- EXERCISE PROMPT -
Using the data below, determine the number of lines that include the string "when". Write only that number.

- ENTRIES PROVIDED -
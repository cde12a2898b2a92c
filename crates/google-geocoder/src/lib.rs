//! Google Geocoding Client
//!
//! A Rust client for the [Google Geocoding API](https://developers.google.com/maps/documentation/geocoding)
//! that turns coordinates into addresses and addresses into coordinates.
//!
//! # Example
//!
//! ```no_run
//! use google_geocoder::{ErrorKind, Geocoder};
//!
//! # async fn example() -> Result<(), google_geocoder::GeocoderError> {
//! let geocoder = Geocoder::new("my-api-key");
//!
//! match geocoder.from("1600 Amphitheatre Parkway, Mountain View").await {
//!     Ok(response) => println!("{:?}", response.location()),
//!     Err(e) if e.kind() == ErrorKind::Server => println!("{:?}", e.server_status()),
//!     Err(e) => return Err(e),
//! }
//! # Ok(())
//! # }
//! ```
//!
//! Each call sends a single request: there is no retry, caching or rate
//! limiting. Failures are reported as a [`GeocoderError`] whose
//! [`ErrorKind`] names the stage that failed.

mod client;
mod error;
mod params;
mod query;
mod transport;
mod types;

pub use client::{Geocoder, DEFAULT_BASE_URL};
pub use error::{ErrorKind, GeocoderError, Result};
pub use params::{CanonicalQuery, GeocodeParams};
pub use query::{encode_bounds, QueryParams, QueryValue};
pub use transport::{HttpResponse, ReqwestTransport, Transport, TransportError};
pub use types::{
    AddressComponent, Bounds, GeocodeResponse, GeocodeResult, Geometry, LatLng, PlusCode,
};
* * *
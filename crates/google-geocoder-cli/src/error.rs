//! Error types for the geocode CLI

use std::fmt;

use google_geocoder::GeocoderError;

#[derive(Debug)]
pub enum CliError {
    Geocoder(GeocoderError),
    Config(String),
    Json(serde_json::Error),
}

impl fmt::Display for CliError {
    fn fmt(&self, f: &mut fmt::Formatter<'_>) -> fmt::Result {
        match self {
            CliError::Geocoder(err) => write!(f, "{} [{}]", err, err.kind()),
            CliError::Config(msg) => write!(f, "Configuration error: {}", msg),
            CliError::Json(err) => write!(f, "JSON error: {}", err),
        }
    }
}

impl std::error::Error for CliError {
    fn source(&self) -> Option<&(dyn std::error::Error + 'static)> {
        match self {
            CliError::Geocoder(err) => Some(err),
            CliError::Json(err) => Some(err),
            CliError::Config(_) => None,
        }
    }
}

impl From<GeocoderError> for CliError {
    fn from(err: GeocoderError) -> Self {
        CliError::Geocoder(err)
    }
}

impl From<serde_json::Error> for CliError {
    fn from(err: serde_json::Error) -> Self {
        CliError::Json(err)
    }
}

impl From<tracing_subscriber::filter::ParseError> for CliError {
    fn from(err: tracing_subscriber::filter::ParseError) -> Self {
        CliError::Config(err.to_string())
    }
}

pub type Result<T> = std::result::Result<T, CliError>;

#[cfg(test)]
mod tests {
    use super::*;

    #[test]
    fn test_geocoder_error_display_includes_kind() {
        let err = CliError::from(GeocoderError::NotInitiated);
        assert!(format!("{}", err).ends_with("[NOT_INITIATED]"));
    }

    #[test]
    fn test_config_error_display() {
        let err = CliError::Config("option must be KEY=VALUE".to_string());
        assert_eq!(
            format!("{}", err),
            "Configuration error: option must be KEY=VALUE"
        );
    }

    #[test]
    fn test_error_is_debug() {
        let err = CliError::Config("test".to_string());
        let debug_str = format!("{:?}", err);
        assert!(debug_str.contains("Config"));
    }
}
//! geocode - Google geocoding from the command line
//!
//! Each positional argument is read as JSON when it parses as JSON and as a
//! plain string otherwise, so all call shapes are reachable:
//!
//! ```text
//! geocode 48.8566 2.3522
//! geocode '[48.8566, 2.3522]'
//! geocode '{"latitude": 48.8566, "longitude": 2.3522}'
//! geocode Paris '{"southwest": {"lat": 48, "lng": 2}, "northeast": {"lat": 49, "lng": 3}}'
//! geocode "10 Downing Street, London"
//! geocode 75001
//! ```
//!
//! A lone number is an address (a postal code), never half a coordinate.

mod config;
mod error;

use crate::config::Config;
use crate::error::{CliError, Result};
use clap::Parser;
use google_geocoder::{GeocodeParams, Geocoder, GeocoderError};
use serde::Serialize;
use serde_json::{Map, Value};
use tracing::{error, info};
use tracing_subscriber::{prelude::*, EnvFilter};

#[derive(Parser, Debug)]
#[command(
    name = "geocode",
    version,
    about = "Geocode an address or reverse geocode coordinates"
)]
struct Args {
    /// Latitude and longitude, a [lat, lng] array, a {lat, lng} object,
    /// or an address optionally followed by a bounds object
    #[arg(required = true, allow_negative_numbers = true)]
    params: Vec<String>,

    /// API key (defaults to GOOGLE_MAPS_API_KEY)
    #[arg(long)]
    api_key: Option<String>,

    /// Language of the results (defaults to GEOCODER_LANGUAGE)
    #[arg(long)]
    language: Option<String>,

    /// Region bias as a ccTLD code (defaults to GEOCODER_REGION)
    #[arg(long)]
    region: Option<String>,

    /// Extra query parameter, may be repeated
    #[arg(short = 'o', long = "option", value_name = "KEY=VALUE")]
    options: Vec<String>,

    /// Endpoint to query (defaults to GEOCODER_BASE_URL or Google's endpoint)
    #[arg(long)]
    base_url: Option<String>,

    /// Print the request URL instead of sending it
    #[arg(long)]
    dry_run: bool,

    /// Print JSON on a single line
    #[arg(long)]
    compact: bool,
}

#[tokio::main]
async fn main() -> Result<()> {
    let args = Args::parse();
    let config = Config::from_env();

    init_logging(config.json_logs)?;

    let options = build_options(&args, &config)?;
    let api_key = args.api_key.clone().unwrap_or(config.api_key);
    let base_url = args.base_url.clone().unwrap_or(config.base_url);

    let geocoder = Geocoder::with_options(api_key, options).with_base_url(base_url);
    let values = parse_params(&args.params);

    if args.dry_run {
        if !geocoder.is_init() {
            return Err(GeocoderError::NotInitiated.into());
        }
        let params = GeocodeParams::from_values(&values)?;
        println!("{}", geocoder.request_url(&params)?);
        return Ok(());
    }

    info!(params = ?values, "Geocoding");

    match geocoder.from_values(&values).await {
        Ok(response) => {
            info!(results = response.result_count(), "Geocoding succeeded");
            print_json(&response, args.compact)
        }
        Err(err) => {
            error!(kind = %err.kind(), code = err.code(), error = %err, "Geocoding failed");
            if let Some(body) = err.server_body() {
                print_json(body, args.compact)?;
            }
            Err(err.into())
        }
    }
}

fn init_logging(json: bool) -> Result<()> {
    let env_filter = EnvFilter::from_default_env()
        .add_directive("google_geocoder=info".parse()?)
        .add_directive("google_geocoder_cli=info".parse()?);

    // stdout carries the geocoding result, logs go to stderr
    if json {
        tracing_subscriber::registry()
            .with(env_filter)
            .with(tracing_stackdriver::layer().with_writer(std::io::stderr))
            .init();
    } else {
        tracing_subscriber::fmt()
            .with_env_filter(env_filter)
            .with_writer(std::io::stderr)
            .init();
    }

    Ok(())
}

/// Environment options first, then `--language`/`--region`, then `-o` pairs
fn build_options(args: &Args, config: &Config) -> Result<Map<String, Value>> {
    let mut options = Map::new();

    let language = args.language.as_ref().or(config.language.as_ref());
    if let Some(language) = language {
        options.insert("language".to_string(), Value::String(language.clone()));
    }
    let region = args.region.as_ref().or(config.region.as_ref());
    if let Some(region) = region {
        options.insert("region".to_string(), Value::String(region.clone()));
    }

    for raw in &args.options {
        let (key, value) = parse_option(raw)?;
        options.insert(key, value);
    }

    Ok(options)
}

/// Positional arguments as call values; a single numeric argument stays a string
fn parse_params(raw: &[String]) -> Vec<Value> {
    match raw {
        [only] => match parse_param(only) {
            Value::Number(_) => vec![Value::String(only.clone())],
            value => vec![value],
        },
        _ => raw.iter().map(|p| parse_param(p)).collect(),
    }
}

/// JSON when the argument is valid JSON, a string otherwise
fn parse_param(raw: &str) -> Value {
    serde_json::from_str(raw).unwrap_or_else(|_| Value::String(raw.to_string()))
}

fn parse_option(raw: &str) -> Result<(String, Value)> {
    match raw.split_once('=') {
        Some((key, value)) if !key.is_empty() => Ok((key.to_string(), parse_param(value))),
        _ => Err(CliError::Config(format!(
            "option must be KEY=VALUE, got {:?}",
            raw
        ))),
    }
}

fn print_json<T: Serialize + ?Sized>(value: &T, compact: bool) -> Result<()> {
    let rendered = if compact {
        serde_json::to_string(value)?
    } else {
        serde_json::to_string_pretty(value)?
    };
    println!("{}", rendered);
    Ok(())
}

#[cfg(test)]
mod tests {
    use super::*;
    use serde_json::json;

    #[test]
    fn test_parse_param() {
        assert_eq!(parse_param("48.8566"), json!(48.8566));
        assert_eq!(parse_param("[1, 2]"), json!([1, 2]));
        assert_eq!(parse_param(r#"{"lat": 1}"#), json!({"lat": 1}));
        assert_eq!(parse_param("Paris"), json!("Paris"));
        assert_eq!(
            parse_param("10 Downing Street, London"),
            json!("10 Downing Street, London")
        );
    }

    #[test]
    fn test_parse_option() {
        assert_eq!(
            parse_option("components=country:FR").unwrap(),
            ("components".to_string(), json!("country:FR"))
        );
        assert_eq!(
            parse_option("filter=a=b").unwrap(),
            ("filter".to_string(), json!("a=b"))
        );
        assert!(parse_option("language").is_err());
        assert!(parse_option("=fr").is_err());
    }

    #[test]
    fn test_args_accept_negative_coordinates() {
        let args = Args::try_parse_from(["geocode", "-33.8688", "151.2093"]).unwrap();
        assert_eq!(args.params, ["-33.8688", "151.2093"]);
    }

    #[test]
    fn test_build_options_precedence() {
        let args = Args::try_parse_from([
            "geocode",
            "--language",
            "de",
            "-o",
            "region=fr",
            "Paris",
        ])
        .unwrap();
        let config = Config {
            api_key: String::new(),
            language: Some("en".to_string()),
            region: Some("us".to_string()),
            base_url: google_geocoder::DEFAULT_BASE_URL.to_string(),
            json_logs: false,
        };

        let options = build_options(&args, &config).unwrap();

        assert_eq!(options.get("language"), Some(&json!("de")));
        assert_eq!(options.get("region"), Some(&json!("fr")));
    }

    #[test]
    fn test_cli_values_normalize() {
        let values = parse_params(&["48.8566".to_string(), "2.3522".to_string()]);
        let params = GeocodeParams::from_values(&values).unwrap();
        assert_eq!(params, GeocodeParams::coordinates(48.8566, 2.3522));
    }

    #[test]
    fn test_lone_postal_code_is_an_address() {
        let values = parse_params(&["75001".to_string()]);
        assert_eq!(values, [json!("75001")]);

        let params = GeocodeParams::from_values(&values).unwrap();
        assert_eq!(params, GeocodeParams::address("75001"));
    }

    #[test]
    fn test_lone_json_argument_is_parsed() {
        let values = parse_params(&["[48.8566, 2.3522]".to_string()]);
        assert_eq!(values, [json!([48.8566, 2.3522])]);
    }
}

- TASK OUTPUT -
2